[Your goal]
Whenever a line in the records below holds the string "stack", copy it out.
_ _ _ _
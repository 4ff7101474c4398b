// src/graph/query.rs

//! Read-only helpers over a [`TaskGraph`], used by diagnostics, the CLI and
//! tests.

use std::collections::HashSet;
use std::fmt::Write as _;

use crate::config::model::CoverageSection;
use crate::errors::Result;
use crate::graph::job::Job;
use crate::graph::task_graph::TaskGraph;

/// Jobs matching `predicate`, in the graph's insertion order.
pub fn filter_jobs<'g, F>(graph: &'g TaskGraph, mut predicate: F) -> Vec<&'g Job>
where
    F: FnMut(&Job) -> bool,
{
    graph.jobs().filter(|job| predicate(job)).collect()
}

/// Human-readable tree of everything that (transitively) depends on `label`.
///
/// ```text
/// Dependent tasks of build-A:
///   test-B
///     test-D
///   test-C
///     test-D (see above)
/// ```
///
/// Children are sorted per level. A job whose subtree was already printed is
/// marked `(see above)` instead of being expanded again.
pub fn render_dependents(graph: &TaskGraph, label: &str) -> Result<String> {
    let direct = graph.dependents_of(label, false)?;

    let mut out = String::new();
    let _ = writeln!(out, "Dependent tasks of {label}:");
    if direct.is_empty() {
        let _ = writeln!(out, "  (none)");
        return Ok(out);
    }

    let mut expanded: HashSet<String> = HashSet::new();
    // (label, depth) pairs; pushed in reverse so output stays sorted.
    let mut stack: Vec<(String, usize)> = direct.into_iter().rev().map(|l| (l, 1)).collect();

    while let Some((current, depth)) = stack.pop() {
        let indent = "  ".repeat(depth);
        if !expanded.insert(current.clone()) {
            let _ = writeln!(out, "{indent}{current} (see above)");
            continue;
        }
        let _ = writeln!(out, "{indent}{current}");

        for child in graph.dependents_of(&current, false)?.into_iter().rev() {
            stack.push((child, depth + 1));
        }
    }

    Ok(out)
}

/// Print [`render_dependents`] to stdout.
pub fn print_dependents(graph: &TaskGraph, label: &str) -> Result<()> {
    print!("{}", render_dependents(graph, label)?);
    Ok(())
}

/// Jobs of a must-declare kind that have no optimization reference.
///
/// Jobs whose label contains one of the exempt tags (e.g. code-coverage
/// builds) are skipped.
pub fn missing_optimizations<'g>(graph: &'g TaskGraph, coverage: &CoverageSection) -> Vec<&'g Job> {
    filter_jobs(graph, |job| {
        coverage.must_declare_kinds.iter().any(|k| *k == job.kind)
            && !coverage
                .exempt_label_tags
                .iter()
                .any(|tag| job.label.contains(tag.as_str()))
            && !job.has_optimization()
    })
}

/// Failure message for a non-empty [`missing_optimizations`] result, or
/// `None` when nothing is missing.
pub fn coverage_report(missing: &[&Job]) -> Option<String> {
    if missing.is_empty() {
        return None;
    }

    let s_are = if missing.len() == 1 { " is" } else { "s are" };
    let labels: Vec<&str> = missing.iter().map(|j| j.label.as_str()).collect();
    Some(format!(
        "The following task{s_are} missing an optimization:\n  {}",
        labels.join("\n  ")
    ))
}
_ _ _ _
[Response to the task]
    let mut stack: Vec<(String, usize)> = direct.into_iter().rev().map(|l| (l, 1)).collect();
    while let Some((current, depth)) = stack.pop() {
            stack.push((child, depth + 1));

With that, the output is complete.